▶ Problem details:
How does the data below read from its first line through the line containing "The catalog is"? Print those lines exactly.

Supplied data below:

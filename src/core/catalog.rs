//! # Station Catalog
//!
//! Static descriptors for the four stations and their modules. Defined once
//! as `const` data and never mutated, so every layer can hold `'static`
//! references without synchronization.
//!
//! The catalog is the closed set of navigable ids: `Screen`, the main menu,
//! and the station tab strip are all driven from it. Adding a station or
//! module means adding a descriptor here and a matching arm in
//! `tui::modules::build`.

use clap::ValueEnum;
use serde::{Deserialize, Serialize};

/// Identifier for a top-level station. Closed set, checked at compile time.
#[derive(Clone, Copy, Debug, PartialEq, Eq, Hash, ValueEnum, Deserialize, Serialize)]
#[serde(rename_all = "lowercase")]
pub enum StationId {
    Education,
    Foundation,
    Protection,
    Investment,
}

impl StationId {
    /// Parse a lowercase station name, as used in config files and env vars.
    pub fn from_name(name: &str) -> Option<Self> {
        match name {
            "education" => Some(Self::Education),
            "foundation" => Some(Self::Foundation),
            "protection" => Some(Self::Protection),
            "investment" => Some(Self::Investment),
            _ => None,
        }
    }
}

/// Identifier for a sub-module (calculator/assessment) within a station.
#[derive(Clone, Copy, Debug, PartialEq, Eq, Hash)]
pub enum ModuleId {
    CompoundGrowth,
    LoanCost,
    InflationImpact,
    BudgetCalculator,
    EmergencyFund,
    DebtFreedom,
    LifeCover,
    IncomeShield,
    RiskProfile,
    RetirementSim,
    EsgPortfolio,
}

/// Abstract accent color. Only the TUI layer maps tokens to terminal colors;
/// the core passes them through untouched.
#[derive(Clone, Copy, Debug, PartialEq, Eq)]
pub enum ColorToken {
    Sky,
    Amber,
    Emerald,
    Violet,
}

/// Static metadata for one station, rendered as a menu card and as the
/// station header.
pub struct StationDescriptor {
    pub id: StationId,
    pub number: u8,
    pub title: &'static str,
    pub subtitle: &'static str,
    pub description: &'static str,
    /// Single glyph shown on the menu card.
    pub icon: &'static str,
    pub accent: ColorToken,
    pub tags: &'static [&'static str],
    /// Modules in tab order. The first entry is the default module.
    pub modules: &'static [ModuleDescriptor],
}

/// Static metadata for one module, rendered as a tab label.
pub struct ModuleDescriptor {
    pub id: ModuleId,
    pub title: &'static str,
    /// One-line hint shown under the station header while the module is active.
    pub hint: &'static str,
}

/// The full catalog in menu order.
pub const STATIONS: &[StationDescriptor] = &[
    StationDescriptor {
        id: StationId::Education,
        number: 1,
        title: "Financial Education",
        subtitle: "See how money behaves over time",
        description: "Interactive explorers for the mechanics behind everyday \
            finance: how compounding builds savings, what a loan really costs, \
            and how inflation eats purchasing power.",
        icon: "✎",
        accent: ColorToken::Sky,
        tags: &["compounding", "loans", "inflation"],
        modules: &[
            ModuleDescriptor {
                id: ModuleId::CompoundGrowth,
                title: "Compound Growth",
                hint: "Grow a starting amount with monthly contributions",
            },
            ModuleDescriptor {
                id: ModuleId::LoanCost,
                title: "Loan Cost",
                hint: "Monthly payment and full amortization schedule",
            },
            ModuleDescriptor {
                id: ModuleId::InflationImpact,
                title: "Inflation Impact",
                hint: "What today's money buys in the future",
            },
        ],
    },
    StationDescriptor {
        id: StationId::Foundation,
        number: 2,
        title: "Financial Foundation",
        subtitle: "Budget, buffer, and get out of debt",
        description: "The groundwork: split income with the 50/30/20 rule, \
            size an emergency fund, and simulate the fastest way out of a \
            stack of debts.",
        icon: "⌂",
        accent: ColorToken::Amber,
        tags: &["budget", "savings", "debt"],
        modules: &[
            ModuleDescriptor {
                id: ModuleId::BudgetCalculator,
                title: "Budget Calculator",
                hint: "50/30/20 targets against your actual spending",
            },
            ModuleDescriptor {
                id: ModuleId::EmergencyFund,
                title: "Emergency Fund",
                hint: "Months covered and the gap to your target",
            },
            ModuleDescriptor {
                id: ModuleId::DebtFreedom,
                title: "Debt Freedom Simulator",
                hint: "Avalanche vs snowball payoff plans",
            },
        ],
    },
    StationDescriptor {
        id: StationId::Protection,
        number: 3,
        title: "Protection",
        subtitle: "Cover the people who depend on you",
        description: "Estimate how much life cover replaces your income for \
            the years your family needs it, and whether disability cover \
            would carry your monthly costs.",
        icon: "☂",
        accent: ColorToken::Emerald,
        tags: &["insurance", "income"],
        modules: &[
            ModuleDescriptor {
                id: ModuleId::LifeCover,
                title: "Life Cover Estimator",
                hint: "Income replacement plus debts, minus assets",
            },
            ModuleDescriptor {
                id: ModuleId::IncomeShield,
                title: "Income Shield",
                hint: "Disability cover against monthly outgoings",
            },
        ],
    },
    StationDescriptor {
        id: StationId::Investment,
        number: 4,
        title: "Investment",
        subtitle: "Risk, retirement, and what you own",
        description: "Find your risk profile, stress-test a retirement plan \
            with a Monte Carlo simulation, and weigh a portfolio's ESG \
            footprint.",
        icon: "▲",
        accent: ColorToken::Violet,
        tags: &["risk", "retirement", "esg"],
        modules: &[
            ModuleDescriptor {
                id: ModuleId::RiskProfile,
                title: "Risk Profiling",
                hint: "Five questions, one profile, one model allocation",
            },
            ModuleDescriptor {
                id: ModuleId::RetirementSim,
                title: "Retirement Simulator",
                hint: "Monte Carlo bands for your savings path",
            },
            ModuleDescriptor {
                id: ModuleId::EsgPortfolio,
                title: "ESG Portfolio",
                hint: "Weighted E/S/G scores for a demo portfolio",
            },
        ],
    },
];

/// Look up a station descriptor by id. Total: every `StationId` is in the
/// catalog by construction.
pub fn station(id: StationId) -> &'static StationDescriptor {
    STATIONS
        .iter()
        .find(|s| s.id == id)
        .unwrap_or(&STATIONS[0])
}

End of Supplied data.

▶ Response box:
filename src/core/catalog.rs
//! # Station Catalog
//!
//! Static descriptors for the four stations and their modules. Defined once
//! as `const` data and never mutated, so every layer can hold `'static`
//! references without synchronization.
//!
//! The catalog is the closed set of navigable ids: `Screen`, the main menu,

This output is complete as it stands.